If she didn't want anything to happen to him should've kept him indoors.
Here we just toss'm into the wood chipper. Quick, cheap, and not as noisy as you'd expect.
And frankly I don't agree with breeding cats, or any animal kept as a pet, because there are enough animals in shelters that need homes.
A similar story happened in the neighborhood I lived in shortly after graduating college- there was a friendly but 'intact' male cat known as Grey Tom around. My downstairs neighbors fed him sometimes, and eventually got a trap from the Humane Society, trapped him and had him neutered. Only then did they find out he had an 'owner' who was quite upset that they had inflicted such an ordeal on his darling cat.
On a more personal note our neighbours cat was coming round to our house and spraying all the time. In the end the neighbours cat's behaviour triggered one of our cats to start spraying :(
Please keep your kitties inside. Not only is it safer for your cat, your roaming cat can have unintended consquences for your neighbours!
No sympathy for the stupid owner, but I would wager the neighbours did NOT really think this cat was a stray.
I can honestly not believe that neighbors let a cat terrorize their neighborhood for a year without asking around as to whos cat it was.

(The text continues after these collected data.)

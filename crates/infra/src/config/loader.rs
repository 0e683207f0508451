//! Configuration loader
//!
//! Loads [`AuthSettings`] from environment variables or files.
//!
//! ## Loading Strategy
//! 1. Reads a `.env` file if one exists (via `dotenvy`)
//! 2. Attempts to load from `TOKENWARD_*` environment variables
//! 3. If incomplete, falls back to loading from file
//! 4. Supports JSON and TOML formats
//!
//! ## Environment Variables
//! Required:
//! - `TOKENWARD_PROVIDER`: provider label stored with every token row
//! - `TOKENWARD_CLIENT_ID`
//! - `TOKENWARD_REDIRECT_URI`
//! - `TOKENWARD_ENCRYPTION_KEY`: base64, 32 bytes
//! - either `TOKENWARD_DOMAIN` (conventional endpoint layout) or all of
//!   `TOKENWARD_AUTHORIZATION_ENDPOINT`, `TOKENWARD_TOKEN_ENDPOINT` and
//!   `TOKENWARD_USERINFO_ENDPOINT`
//!
//! Optional: `TOKENWARD_CLIENT_SECRET`, `TOKENWARD_REVOCATION_ENDPOINT`,
//! `TOKENWARD_SCOPES` (space separated), `TOKENWARD_SECURE_CONTEXT`,
//! `TOKENWARD_DB_PATH`, `TOKENWARD_DB_POOL_SIZE`, `TOKENWARD_HTTP_TIMEOUT_SECS`,
//! `TOKENWARD_REFRESH_INTERVAL_SECS`, `TOKENWARD_REFRESH_BUFFER_SECS`,
//! `TOKENWARD_REFRESH_SKEW_SECS`, `TOKENWARD_MAX_RETRIES`,
//! `TOKENWARD_RETRY_BASE_DELAY_MS`, `TOKENWARD_REFRESH_BATCH_SIZE`,
//! `TOKENWARD_CLEANUP_INTERVAL_SECS`, `TOKENWARD_GRACE_PERIOD_SECS`,
//! `TOKENWARD_AUDIT_RETENTION_DAYS`, `TOKENWARD_LOG_LEVEL`.
//!
//! ## File Locations
//! The loader probes `tokenward.toml` and `tokenward.json` in the current
//! directory, its parent, and next to the executable.

use std::path::{Path, PathBuf};
use std::str::FromStr;

use tokenward_common::auth::OAuthConfig;

use super::settings::{AuthSettings, ConfigError, ConfigResult};

const ENV_PREFIX: &str = "TOKENWARD_";

/// Load settings with automatic fallback strategy
///
/// # Errors
/// Returns the file error when neither source yields settings, or a
/// validation error for settings that loaded but are unusable.
pub fn load() -> ConfigResult<AuthSettings> {
    if let Ok(path) = dotenvy::dotenv() {
        tracing::debug!(path = %path.display(), "Loaded .env file");
    }

    let settings = match load_from_env() {
        Ok(settings) => {
            tracing::info!("Configuration loaded from environment variables");
            settings
        }
        Err(e) => {
            tracing::debug!(error = %e, "Environment incomplete, trying config file");
            load_from_file(None)?
        }
    };

    settings.validate()?;
    Ok(settings)
}

/// Load settings from `TOKENWARD_*` environment variables
///
/// # Errors
/// `Missing` for an absent required variable, `Invalid` for an unparsable
/// value.
pub fn load_from_env() -> ConfigResult<AuthSettings> {
    load_from_vars(|key| std::env::var(key).ok())
}

/// Load settings through an arbitrary variable lookup
///
/// `lookup` receives full variable names (`TOKENWARD_CLIENT_ID`).
///
/// # Errors
/// See [`load_from_env`].
pub fn load_from_vars<F>(lookup: F) -> ConfigResult<AuthSettings>
where
    F: Fn(&str) -> Option<String>,
{
    let vars = Vars { lookup };

    let provider_name = vars.required("PROVIDER")?;
    let client_id = vars.required("CLIENT_ID")?;
    let mut provider = match vars.optional("DOMAIN") {
        Some(domain) => OAuthConfig::for_domain(&provider_name, &domain, &client_id),
        None => OAuthConfig {
            provider: provider_name,
            client_id,
            client_secret: None,
            authorization_endpoint: vars.required("AUTHORIZATION_ENDPOINT")?,
            token_endpoint: vars.required("TOKEN_ENDPOINT")?,
            userinfo_endpoint: vars.required("USERINFO_ENDPOINT")?,
            revocation_endpoint: None,
            scopes: vec!["openid".into(), "profile".into(), "email".into()],
        },
    };
    provider.client_secret = vars.optional("CLIENT_SECRET");
    if let Some(endpoint) = vars.optional("REVOCATION_ENDPOINT") {
        provider.revocation_endpoint = Some(endpoint);
    }
    if let Some(scopes) = vars.optional("SCOPES") {
        provider.scopes = scopes.split_whitespace().map(str::to_string).collect();
    }

    let redirect_uri = vars.required("REDIRECT_URI")?;
    let encryption_key = vars.required("ENCRYPTION_KEY")?;
    let mut settings = AuthSettings::new(provider, redirect_uri, &encryption_key);

    settings.secure_context = vars.flag("SECURE_CONTEXT", false);
    settings.database_path = vars.optional("DB_PATH").map(PathBuf::from);
    vars.parse_into("DB_POOL_SIZE", &mut settings.database_pool_size)?;
    vars.parse_into("HTTP_TIMEOUT_SECS", &mut settings.http_timeout_secs)?;
    vars.parse_into("REFRESH_INTERVAL_SECS", &mut settings.refresh_interval_secs)?;
    vars.parse_into("REFRESH_BUFFER_SECS", &mut settings.refresh_buffer_secs)?;
    vars.parse_into("REFRESH_SKEW_SECS", &mut settings.refresh_skew_secs)?;
    vars.parse_into("MAX_RETRIES", &mut settings.max_retries)?;
    vars.parse_into("RETRY_BASE_DELAY_MS", &mut settings.retry_base_delay_ms)?;
    vars.parse_into("REFRESH_BATCH_SIZE", &mut settings.refresh_batch_size)?;
    vars.parse_into("CLEANUP_INTERVAL_SECS", &mut settings.cleanup_interval_secs)?;
    vars.parse_into("GRACE_PERIOD_SECS", &mut settings.grace_period_secs)?;
    vars.parse_into("AUDIT_RETENTION_DAYS", &mut settings.audit_retention_days)?;
    if let Some(level) = vars.optional("LOG_LEVEL") {
        settings.logging.level = level;
    }

    Ok(settings)
}

/// Load settings from a file
///
/// If `path` is `None`, probes the standard locations.
///
/// # Errors
/// `Missing` when no file is found, `Io` when it cannot be read, `Parse`
/// for malformed content.
pub fn load_from_file(path: Option<PathBuf>) -> ConfigResult<AuthSettings> {
    let config_path = match path {
        Some(p) => p,
        None => probe_config_paths()
            .ok_or_else(|| ConfigError::Missing("tokenward.toml or tokenward.json".into()))?,
    };

    tracing::info!(path = %config_path.display(), "Loading configuration from file");

    let contents = std::fs::read_to_string(&config_path)
        .map_err(|source| ConfigError::Io { path: config_path.clone(), source })?;

    parse_settings(&contents, &config_path)
}

/// Parse settings, choosing the format by file extension
fn parse_settings(contents: &str, path: &Path) -> ConfigResult<AuthSettings> {
    let extension = path.extension().and_then(|e| e.to_str()).unwrap_or("toml");
    let parse_error = |message: String| ConfigError::Parse { path: path.to_path_buf(), message };

    match extension {
        "toml" => toml::from_str(contents).map_err(|e| parse_error(e.to_string())),
        "json" => serde_json::from_str(contents).map_err(|e| parse_error(e.to_string())),
        other => Err(parse_error(format!("unsupported config format: {other}"))),
    }
}

/// First existing `tokenward.{toml,json}` in the standard locations
pub fn probe_config_paths() -> Option<PathBuf> {
    let mut dirs = Vec::new();
    if let Ok(cwd) = std::env::current_dir() {
        dirs.push(cwd.clone());
        dirs.push(cwd.join(".."));
    }
    if let Some(exe_dir) = std::env::current_exe().ok().and_then(|p| p.parent().map(Path::to_path_buf)) {
        dirs.push(exe_dir);
    }

    dirs.iter()
        .flat_map(|dir| [dir.join("tokenward.toml"), dir.join("tokenward.json")])
        .find(|path| path.exists())
}

struct Vars<F> {
    lookup: F,
}

impl<F> Vars<F>
where
    F: Fn(&str) -> Option<String>,
{
    fn optional(&self, suffix: &str) -> Option<String> {
        (self.lookup)(&format!("{ENV_PREFIX}{suffix}")).filter(|v| !v.trim().is_empty())
    }

    fn required(&self, suffix: &str) -> ConfigResult<String> {
        self.optional(suffix).ok_or_else(|| ConfigError::Missing(format!("{ENV_PREFIX}{suffix}")))
    }

    fn parse_into<T>(&self, suffix: &str, target: &mut T) -> ConfigResult<()>
    where
        T: FromStr,
        T::Err: std::fmt::Display,
    {
        if let Some(raw) = self.optional(suffix) {
            *target = raw.trim().parse().map_err(|e: T::Err| {
                ConfigError::invalid(&format!("{ENV_PREFIX}{suffix}"), e.to_string())
            })?;
        }
        Ok(())
    }

    /// Accepts `1`/`0`, `true`/`false`, `yes`/`no`, `on`/`off`
    fn flag(&self, suffix: &str, default: bool) -> bool {
        self.optional(suffix)
            .map(|s| matches!(s.to_ascii_lowercase().as_str(), "1" | "true" | "yes" | "on"))
            .unwrap_or(default)
    }
}
//! Identity provider abstraction
//!
//! The token store, lifecycle manager and orchestrator depend on this trait
//! rather than on the HTTP client, so tests can inject
//! `testing::MockIdentityProvider`.

use async_trait::async_trait;

use super::error::AuthResult;
use super::types::{ProviderTokens, UserProfile};

/// Operations exposed by the external identity provider
#[async_trait]
pub trait IdentityProvider: Send + Sync {
    /// Provider label stored with every token row
    fn provider_name(&self) -> &str;

    /// Build the browser authorization URL
    ///
    /// # Errors
    /// Returns `InvalidRequest` if `redirect_uri` is empty, unparseable, or
    /// not HTTPS while running in a secure context.
    fn build_authorization_url(
        &self,
        redirect_uri: &str,
        state: &str,
        code_challenge: &str,
    ) -> AuthResult<String>;

    /// Exchange an authorization code for tokens
    ///
    /// # Errors
    /// Provider `error` codes map onto the auth taxonomy; transport failures
    /// become `NetworkError`.
    async fn exchange_code(
        &self,
        code: &str,
        code_verifier: &str,
        redirect_uri: &str,
    ) -> AuthResult<ProviderTokens>;

    /// Redeem a refresh token
    ///
    /// The result's `refresh_token` is `None` when the provider did not rotate
    /// it.
    ///
    /// # Errors
    /// `InvalidGrant` when the refresh token is dead.
    async fn refresh_tokens(&self, refresh_token: &str) -> AuthResult<ProviderTokens>;

    /// Fetch the user profile for an access token
    ///
    /// # Errors
    /// `InvalidToken` on 401, `InsufficientScope` on 403, `ServerError` on 5xx
    /// or a profile without id or with a malformed email.
    async fn fetch_profile(&self, access_token: &str) -> AuthResult<UserProfile>;

    /// Revoke a token at the provider
    ///
    /// # Errors
    /// Any non-2xx response is surfaced.
    async fn revoke(&self, token: &str) -> AuthResult<()>;
}
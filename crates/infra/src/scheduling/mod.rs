//! Background sweeps over the stored tokens
//!
//! - Refresh scheduler: renews tokens before they expire, with retry/backoff
//!   and local revocation once the retry budget is spent
//! - Cleanup scheduler: removes expired tokens, states and audit events, and
//!   performs the emergency revoke-all
//!
//! Both follow the same runtime rules:
//! - Explicit lifecycle management (start/stop)
//! - Join handles for spawned tasks
//! - Cancellation token support, observed at tick boundaries and inside
//!   long-running sweeps
//! - Structured tracing on every sweep

pub mod cleanup_scheduler;
pub mod error;
pub mod refresh_scheduler;

pub use cleanup_scheduler::{
    CleanupScheduler, CleanupSchedulerConfig, CleanupStats, MaintenanceWindow,
};
pub use error::{SchedulerError, SchedulerResult};
pub use refresh_scheduler::{
    RefreshOutcome, RefreshScheduler, RefreshSchedulerConfig, RefreshSweepStats, RetryState,
};
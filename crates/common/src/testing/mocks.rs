//! Mock implementations of the auth seams
//!
//! [`MockIdentityProvider`] stands in for the HTTP client: responses are
//! scripted, every call is counted, and latency can be injected to exercise
//! refresh de-duplication. [`FailingTokenRepository`] wraps a real repository
//! and fails selected principals, for partial-failure sweeps.

#![allow(clippy::missing_errors_doc)]
#![allow(clippy::missing_panics_doc)]

use std::collections::{HashSet, VecDeque};
use std::sync::atomic::{AtomicBool, AtomicUsize, Ordering};
use std::sync::Arc;
use std::time::Duration as StdDuration;

use async_trait::async_trait;
use chrono::{DateTime, Duration, Utc};
use parking_lot::Mutex;

use crate::auth::error::{AuthError, AuthResult};
use crate::auth::traits::IdentityProvider;
use crate::auth::types::{EncryptedTokenRow, ProviderTokens, ScopeSet, UserProfile};
use crate::error::{CommonError, CommonResult};
use crate::storage::{TokenFilter, TokenRepository};

#[derive(Default)]
struct MockState {
    exchange_response: Option<ProviderTokens>,
    refresh_response: Option<ProviderTokens>,
    profile: Option<UserProfile>,
    exchange_failure: Option<AuthError>,
    refresh_failure: Option<AuthError>,
    scripted_refresh_failures: VecDeque<AuthError>,
    profile_failure: Option<AuthError>,
    revoke_failure: Option<AuthError>,
    refresh_delay: Option<StdDuration>,
    refresh_instants: Vec<tokio::time::Instant>,
    last_refresh_token: Option<String>,
    last_exchange: Option<(String, String, String)>,
    revoked_tokens: Vec<String>,
}

/// Scriptable identity provider
///
/// # Examples
///
/// ```
/// use tokenward_common::testing::MockIdentityProvider;
/// use tokenward_common::auth::IdentityProvider;
///
/// let provider = MockIdentityProvider::new("mock");
/// assert_eq!(provider.provider_name(), "mock");
/// assert_eq!(provider.refresh_calls(), 0);
/// ```
#[derive(Clone)]
pub struct MockIdentityProvider {
    name: String,
    state: Arc<Mutex<MockState>>,
    exchange_calls: Arc<AtomicUsize>,
    refresh_calls: Arc<AtomicUsize>,
    profile_calls: Arc<AtomicUsize>,
    revoke_calls: Arc<AtomicUsize>,
}

impl MockIdentityProvider {
    pub fn new(name: impl Into<String>) -> Self {
        Self {
            name: name.into(),
            state: Arc::new(Mutex::new(MockState::default())),
            exchange_calls: Arc::new(AtomicUsize::new(0)),
            refresh_calls: Arc::new(AtomicUsize::new(0)),
            profile_calls: Arc::new(AtomicUsize::new(0)),
            revoke_calls: Arc::new(AtomicUsize::new(0)),
        }
    }

    /// Tokens returned by `exchange_code`
    pub fn set_exchange_response(&self, tokens: ProviderTokens) {
        self.state.lock().exchange_response = Some(tokens);
    }

    /// Tokens returned by `refresh_tokens`
    pub fn set_refresh_response(&self, tokens: ProviderTokens) {
        self.state.lock().refresh_response = Some(tokens);
    }

    /// Profile returned by `fetch_profile`
    pub fn set_profile(&self, profile: UserProfile) {
        self.state.lock().profile = Some(profile);
    }

    pub fn fail_exchange_with(&self, error: AuthError) {
        self.state.lock().exchange_failure = Some(error);
    }

    /// Every refresh fails with `error` until [`Self::clear_refresh_failure`]
    pub fn fail_refresh_with(&self, error: AuthError) {
        self.state.lock().refresh_failure = Some(error);
    }

    /// The next `times` refreshes fail with `error`, then scripted responses resume
    pub fn fail_refresh_times(&self, times: usize, error: AuthError) {
        let mut state = self.state.lock();
        for _ in 0..times {
            state.scripted_refresh_failures.push_back(error.clone());
        }
    }

    pub fn clear_refresh_failure(&self) {
        let mut state = self.state.lock();
        state.refresh_failure = None;
        state.scripted_refresh_failures.clear();
    }

    pub fn fail_profile_with(&self, error: AuthError) {
        self.state.lock().profile_failure = Some(error);
    }

    pub fn fail_revoke_with(&self, error: AuthError) {
        self.state.lock().revoke_failure = Some(error);
    }

    /// Delay applied before every refresh resolves
    pub fn set_refresh_delay(&self, delay: StdDuration) {
        self.state.lock().refresh_delay = Some(delay);
    }

    pub fn exchange_calls(&self) -> usize {
        self.exchange_calls.load(Ordering::SeqCst)
    }

    pub fn refresh_calls(&self) -> usize {
        self.refresh_calls.load(Ordering::SeqCst)
    }

    pub fn profile_calls(&self) -> usize {
        self.profile_calls.load(Ordering::SeqCst)
    }

    pub fn revoke_calls(&self) -> usize {
        self.revoke_calls.load(Ordering::SeqCst)
    }

    /// Refresh token presented on the most recent refresh
    pub fn last_refresh_token(&self) -> Option<String> {
        self.state.lock().last_refresh_token.clone()
    }

    /// Instants at which each refresh call started (tokio clock, so paused
    /// time is respected)
    pub fn refresh_instants(&self) -> Vec<tokio::time::Instant> {
        self.state.lock().refresh_instants.clone()
    }

    /// `(code, verifier, redirect_uri)` of the most recent exchange
    pub fn last_exchange(&self) -> Option<(String, String, String)> {
        self.state.lock().last_exchange.clone()
    }

    pub fn revoked_tokens(&self) -> Vec<String> {
        self.state.lock().revoked_tokens.clone()
    }

    /// Tokens with a one hour lifetime, used when nothing was scripted
    pub fn sample_tokens(access_token: &str, refresh_token: Option<&str>) -> ProviderTokens {
        Self::sample_tokens_expiring(access_token, refresh_token, Utc::now() + Duration::hours(1))
    }

    pub fn sample_tokens_expiring(
        access_token: &str,
        refresh_token: Option<&str>,
        expires_at: DateTime<Utc>,
    ) -> ProviderTokens {
        ProviderTokens {
            access_token: access_token.to_string(),
            refresh_token: refresh_token.map(str::to_string),
            id_token: None,
            token_type: "Bearer".to_string(),
            scope: ScopeSet::parse("openid email profile"),
            expires_at,
        }
    }

    pub fn sample_profile(id: &str) -> UserProfile {
        UserProfile {
            id: id.to_string(),
            email: format!("{id}@example.com"),
            email_verified: Some(true),
            name: Some("Test User".to_string()),
            picture: None,
        }
    }
}

impl std::fmt::Debug for MockIdentityProvider {
    fn fmt(&self, f: &mut std::fmt::Formatter<'_>) -> std::fmt::Result {
        f.debug_struct("MockIdentityProvider")
            .field("name", &self.name)
            .field("refresh_calls", &self.refresh_calls())
            .finish_non_exhaustive()
    }
}

#[async_trait]
impl IdentityProvider for MockIdentityProvider {
    fn provider_name(&self) -> &str {
        &self.name
    }

    fn build_authorization_url(
        &self,
        redirect_uri: &str,
        state: &str,
        code_challenge: &str,
    ) -> AuthResult<String> {
        if redirect_uri.is_empty() {
            return Err(AuthError::invalid_request("redirect_uri is required"));
        }
        Ok(format!(
            "https://idp.mock/authorize?redirect_uri={}&state={}&code_challenge={}&code_challenge_method=S256",
            urlencoding::encode(redirect_uri),
            state,
            code_challenge
        ))
    }

    async fn exchange_code(
        &self,
        code: &str,
        code_verifier: &str,
        redirect_uri: &str,
    ) -> AuthResult<ProviderTokens> {
        let call = self.exchange_calls.fetch_add(1, Ordering::SeqCst) + 1;
        let mut state = self.state.lock();
        state.last_exchange =
            Some((code.to_string(), code_verifier.to_string(), redirect_uri.to_string()));
        if let Some(error) = state.exchange_failure.clone() {
            return Err(error);
        }
        Ok(state.exchange_response.clone().unwrap_or_else(|| {
            Self::sample_tokens(&format!("access-{call}"), Some(&format!("refresh-{call}")))
        }))
    }

    async fn refresh_tokens(&self, refresh_token: &str) -> AuthResult<ProviderTokens> {
        let call = self.refresh_calls.fetch_add(1, Ordering::SeqCst) + 1;
        let delay = {
            let mut state = self.state.lock();
            state.last_refresh_token = Some(refresh_token.to_string());
            state.refresh_instants.push(tokio::time::Instant::now());
            state.refresh_delay
        };
        if let Some(delay) = delay {
            tokio::time::sleep(delay).await;
        }

        let mut state = self.state.lock();
        if let Some(error) = state.scripted_refresh_failures.pop_front() {
            return Err(error);
        }
        if let Some(error) = state.refresh_failure.clone() {
            return Err(error);
        }
        Ok(state
            .refresh_response
            .clone()
            .unwrap_or_else(|| Self::sample_tokens(&format!("refreshed-{call}"), None)))
    }

    async fn fetch_profile(&self, _access_token: &str) -> AuthResult<UserProfile> {
        self.profile_calls.fetch_add(1, Ordering::SeqCst);
        let state = self.state.lock();
        if let Some(error) = state.profile_failure.clone() {
            return Err(error);
        }
        Ok(state.profile.clone().unwrap_or_else(|| Self::sample_profile("user-123")))
    }

    async fn revoke(&self, token: &str) -> AuthResult<()> {
        self.revoke_calls.fetch_add(1, Ordering::SeqCst);
        let mut state = self.state.lock();
        state.revoked_tokens.push(token.to_string());
        match state.revoke_failure.clone() {
            Some(error) => Err(error),
            None => Ok(()),
        }
    }
}

/// Token repository that fails reads and deletes for chosen principals
pub struct FailingTokenRepository {
    inner: Arc<dyn TokenRepository>,
    failing: Mutex<HashSet<String>>,
    fail_bulk: AtomicBool,
}

impl FailingTokenRepository {
    pub fn new(inner: Arc<dyn TokenRepository>) -> Self {
        Self { inner, failing: Mutex::new(HashSet::new()), fail_bulk: AtomicBool::new(false) }
    }

    pub fn fail_for(&self, principal_id: &str) {
        self.failing.lock().insert(principal_id.to_string());
    }

    /// Make `delete_where` fail for every filter
    pub fn fail_bulk_deletes(&self) {
        self.fail_bulk.store(true, Ordering::SeqCst);
    }

    fn check(&self, principal_id: &str, operation: &str) -> CommonResult<()> {
        if self.failing.lock().contains(principal_id) {
            return Err(CommonError::persistence_op(
                operation,
                format!("injected failure for {principal_id}"),
            ));
        }
        Ok(())
    }
}

#[async_trait]
impl TokenRepository for FailingTokenRepository {
    async fn upsert(&self, row: EncryptedTokenRow) -> CommonResult<()> {
        self.check(&row.principal_id, "upsert")?;
        self.inner.upsert(row).await
    }

    async fn get(&self, principal_id: &str, provider: &str) -> CommonResult<Option<EncryptedTokenRow>> {
        self.check(principal_id, "get")?;
        self.inner.get(principal_id, provider).await
    }

    async fn replace_if_unchanged(
        &self,
        row: EncryptedTokenRow,
        expected_ciphertext: &str,
    ) -> CommonResult<bool> {
        self.check(&row.principal_id, "replace_if_unchanged")?;
        self.inner.replace_if_unchanged(row, expected_ciphertext).await
    }

    async fn delete(&self, principal_id: &str, provider: &str) -> CommonResult<bool> {
        self.check(principal_id, "delete")?;
        self.inner.delete(principal_id, provider).await
    }

    async fn list(&self, filter: &TokenFilter) -> CommonResult<Vec<EncryptedTokenRow>> {
        self.inner.list(filter).await
    }

    async fn delete_where(&self, filter: &TokenFilter) -> CommonResult<usize> {
        if self.fail_bulk.load(Ordering::SeqCst) {
            return Err(CommonError::persistence_op("delete_where", "injected bulk failure"));
        }
        self.inner.delete_where(filter).await
    }
}
//! Token encryption at rest and key rotation.

pub mod encryption;
pub mod rotation;

pub use encryption::{validate_key, EncryptionKey, TokenCipher, IV_LENGTH, KEY_LENGTH};
pub use rotation::{KeyRotator, RotationReport, ROTATION_BATCH_SIZE};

Obviously somebody owned it, as I cant see a stray hanging around one place for a year without somebody feeding it. It seems to me that the neighbors decided to be passive agressive about the whole thing instead of finding and confronting the owner. And dont tell me that that would have been too much work, I'm assuming it would have been easier than aquiring a trap and having it fixed. I bet they knew it was someones cat and had it fixed to teach the owner a lesson because they were too afraid of confrontation.